**TASK**. Only lines containing the string "OperationType" belong in the answer; find them in the records and copy them.

*** Opening RECORDED INFORMATION ***

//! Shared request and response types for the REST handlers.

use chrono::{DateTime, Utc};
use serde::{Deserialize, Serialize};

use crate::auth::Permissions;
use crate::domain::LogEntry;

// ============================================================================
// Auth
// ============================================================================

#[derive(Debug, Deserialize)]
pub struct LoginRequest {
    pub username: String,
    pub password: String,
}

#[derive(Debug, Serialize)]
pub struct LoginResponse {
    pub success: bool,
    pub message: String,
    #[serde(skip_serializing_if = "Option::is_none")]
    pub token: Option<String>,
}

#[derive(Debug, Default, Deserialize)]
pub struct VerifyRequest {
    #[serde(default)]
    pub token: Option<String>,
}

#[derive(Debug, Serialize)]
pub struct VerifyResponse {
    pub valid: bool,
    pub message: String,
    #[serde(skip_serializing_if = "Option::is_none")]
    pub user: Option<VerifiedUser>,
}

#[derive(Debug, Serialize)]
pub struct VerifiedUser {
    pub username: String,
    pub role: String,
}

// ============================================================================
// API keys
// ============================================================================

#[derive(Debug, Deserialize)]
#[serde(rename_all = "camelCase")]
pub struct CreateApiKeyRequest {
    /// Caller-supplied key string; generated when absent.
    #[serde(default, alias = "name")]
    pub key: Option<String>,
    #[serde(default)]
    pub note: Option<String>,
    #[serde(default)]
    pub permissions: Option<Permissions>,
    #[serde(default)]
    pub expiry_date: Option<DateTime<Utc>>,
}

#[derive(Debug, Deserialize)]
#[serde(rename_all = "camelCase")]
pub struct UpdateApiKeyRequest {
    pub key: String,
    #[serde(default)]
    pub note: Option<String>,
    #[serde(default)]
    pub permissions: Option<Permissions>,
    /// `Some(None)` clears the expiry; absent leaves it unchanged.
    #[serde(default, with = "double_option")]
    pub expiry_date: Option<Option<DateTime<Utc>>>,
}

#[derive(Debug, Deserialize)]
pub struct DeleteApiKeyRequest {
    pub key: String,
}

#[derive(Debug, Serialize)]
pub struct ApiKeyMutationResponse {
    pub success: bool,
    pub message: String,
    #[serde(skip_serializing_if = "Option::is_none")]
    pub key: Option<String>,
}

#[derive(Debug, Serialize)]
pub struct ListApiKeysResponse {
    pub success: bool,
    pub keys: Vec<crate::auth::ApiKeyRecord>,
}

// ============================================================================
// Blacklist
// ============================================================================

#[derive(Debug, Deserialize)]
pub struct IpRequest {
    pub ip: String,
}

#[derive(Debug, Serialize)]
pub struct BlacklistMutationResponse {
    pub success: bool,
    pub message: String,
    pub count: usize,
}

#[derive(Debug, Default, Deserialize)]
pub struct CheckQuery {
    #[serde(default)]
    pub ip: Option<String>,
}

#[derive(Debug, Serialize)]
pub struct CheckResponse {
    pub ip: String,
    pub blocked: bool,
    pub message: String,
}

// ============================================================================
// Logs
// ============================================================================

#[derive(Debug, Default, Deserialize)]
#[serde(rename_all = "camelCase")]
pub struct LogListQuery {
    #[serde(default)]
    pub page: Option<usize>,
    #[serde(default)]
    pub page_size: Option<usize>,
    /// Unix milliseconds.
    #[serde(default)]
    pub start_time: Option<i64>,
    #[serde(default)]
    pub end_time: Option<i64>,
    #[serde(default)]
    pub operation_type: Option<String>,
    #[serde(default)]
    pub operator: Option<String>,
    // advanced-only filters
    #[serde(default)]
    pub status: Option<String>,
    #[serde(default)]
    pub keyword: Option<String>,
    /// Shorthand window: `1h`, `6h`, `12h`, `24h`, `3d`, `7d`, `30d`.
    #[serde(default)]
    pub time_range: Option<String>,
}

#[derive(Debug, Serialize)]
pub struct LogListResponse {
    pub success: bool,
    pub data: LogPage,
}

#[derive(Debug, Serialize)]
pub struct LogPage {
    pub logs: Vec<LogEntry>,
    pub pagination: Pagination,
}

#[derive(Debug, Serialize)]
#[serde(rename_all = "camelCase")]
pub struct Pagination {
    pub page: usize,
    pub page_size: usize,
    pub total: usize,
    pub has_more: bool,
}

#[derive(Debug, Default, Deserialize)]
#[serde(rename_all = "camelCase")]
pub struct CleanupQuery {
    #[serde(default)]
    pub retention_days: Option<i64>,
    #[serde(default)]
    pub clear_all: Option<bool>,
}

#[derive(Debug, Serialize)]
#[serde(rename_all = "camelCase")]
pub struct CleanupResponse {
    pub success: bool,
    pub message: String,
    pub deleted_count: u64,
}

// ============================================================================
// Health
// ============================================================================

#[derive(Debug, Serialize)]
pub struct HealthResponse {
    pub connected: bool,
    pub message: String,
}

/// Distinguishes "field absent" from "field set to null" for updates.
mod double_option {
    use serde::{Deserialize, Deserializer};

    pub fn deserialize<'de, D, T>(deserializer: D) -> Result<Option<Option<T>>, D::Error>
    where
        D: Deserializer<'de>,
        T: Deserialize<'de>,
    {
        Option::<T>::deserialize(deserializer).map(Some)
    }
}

*** Closing RECORDED INFORMATION ***
*** Opening RECORDED INFORMATION ***

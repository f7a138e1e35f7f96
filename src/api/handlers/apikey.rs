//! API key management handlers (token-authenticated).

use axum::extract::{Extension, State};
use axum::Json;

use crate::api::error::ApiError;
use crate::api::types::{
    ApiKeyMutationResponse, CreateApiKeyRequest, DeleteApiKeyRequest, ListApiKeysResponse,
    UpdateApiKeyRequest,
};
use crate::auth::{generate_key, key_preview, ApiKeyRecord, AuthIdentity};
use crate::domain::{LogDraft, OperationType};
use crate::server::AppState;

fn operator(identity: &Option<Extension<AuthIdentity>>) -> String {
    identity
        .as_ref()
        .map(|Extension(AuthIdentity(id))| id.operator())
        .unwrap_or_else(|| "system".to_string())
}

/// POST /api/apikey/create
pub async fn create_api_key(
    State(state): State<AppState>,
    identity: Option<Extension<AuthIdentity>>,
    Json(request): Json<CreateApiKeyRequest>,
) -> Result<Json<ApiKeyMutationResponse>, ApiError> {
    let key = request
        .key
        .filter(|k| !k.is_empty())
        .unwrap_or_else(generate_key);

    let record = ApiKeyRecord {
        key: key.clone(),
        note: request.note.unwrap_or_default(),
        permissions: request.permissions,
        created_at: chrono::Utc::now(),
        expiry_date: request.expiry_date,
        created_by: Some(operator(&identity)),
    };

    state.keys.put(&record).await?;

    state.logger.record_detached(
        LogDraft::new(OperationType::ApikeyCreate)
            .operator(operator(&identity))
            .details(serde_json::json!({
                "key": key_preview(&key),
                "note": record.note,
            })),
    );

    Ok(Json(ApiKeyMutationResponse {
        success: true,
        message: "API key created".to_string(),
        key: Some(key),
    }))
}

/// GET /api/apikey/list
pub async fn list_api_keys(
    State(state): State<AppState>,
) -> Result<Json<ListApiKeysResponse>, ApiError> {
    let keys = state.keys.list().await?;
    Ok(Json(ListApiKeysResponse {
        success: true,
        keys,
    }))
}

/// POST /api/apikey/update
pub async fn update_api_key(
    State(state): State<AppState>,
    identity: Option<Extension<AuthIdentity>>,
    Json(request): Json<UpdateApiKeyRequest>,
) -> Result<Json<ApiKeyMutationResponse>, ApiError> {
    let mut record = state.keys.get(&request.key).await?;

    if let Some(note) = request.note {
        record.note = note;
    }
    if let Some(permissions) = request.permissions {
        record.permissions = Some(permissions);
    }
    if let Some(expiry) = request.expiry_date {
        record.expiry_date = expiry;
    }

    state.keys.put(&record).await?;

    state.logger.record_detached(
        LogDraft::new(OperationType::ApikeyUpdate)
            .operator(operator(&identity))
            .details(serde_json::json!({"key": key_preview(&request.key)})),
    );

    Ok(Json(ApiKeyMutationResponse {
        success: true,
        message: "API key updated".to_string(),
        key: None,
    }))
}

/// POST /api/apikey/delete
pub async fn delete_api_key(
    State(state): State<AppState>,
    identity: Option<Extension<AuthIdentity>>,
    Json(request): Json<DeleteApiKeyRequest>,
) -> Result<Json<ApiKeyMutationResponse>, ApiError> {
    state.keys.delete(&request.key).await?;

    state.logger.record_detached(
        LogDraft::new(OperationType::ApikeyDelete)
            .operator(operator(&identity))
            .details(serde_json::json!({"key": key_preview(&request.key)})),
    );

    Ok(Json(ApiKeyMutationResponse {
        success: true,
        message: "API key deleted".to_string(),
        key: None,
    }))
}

*** Closing RECORDED INFORMATION ***

**WRITTEN SOLUTION**.
use crate::domain::{LogDraft, OperationType};
        LogDraft::new(OperationType::ApikeyCreate)
        LogDraft::new(OperationType::ApikeyUpdate)
        LogDraft::new(OperationType::ApikeyDelete)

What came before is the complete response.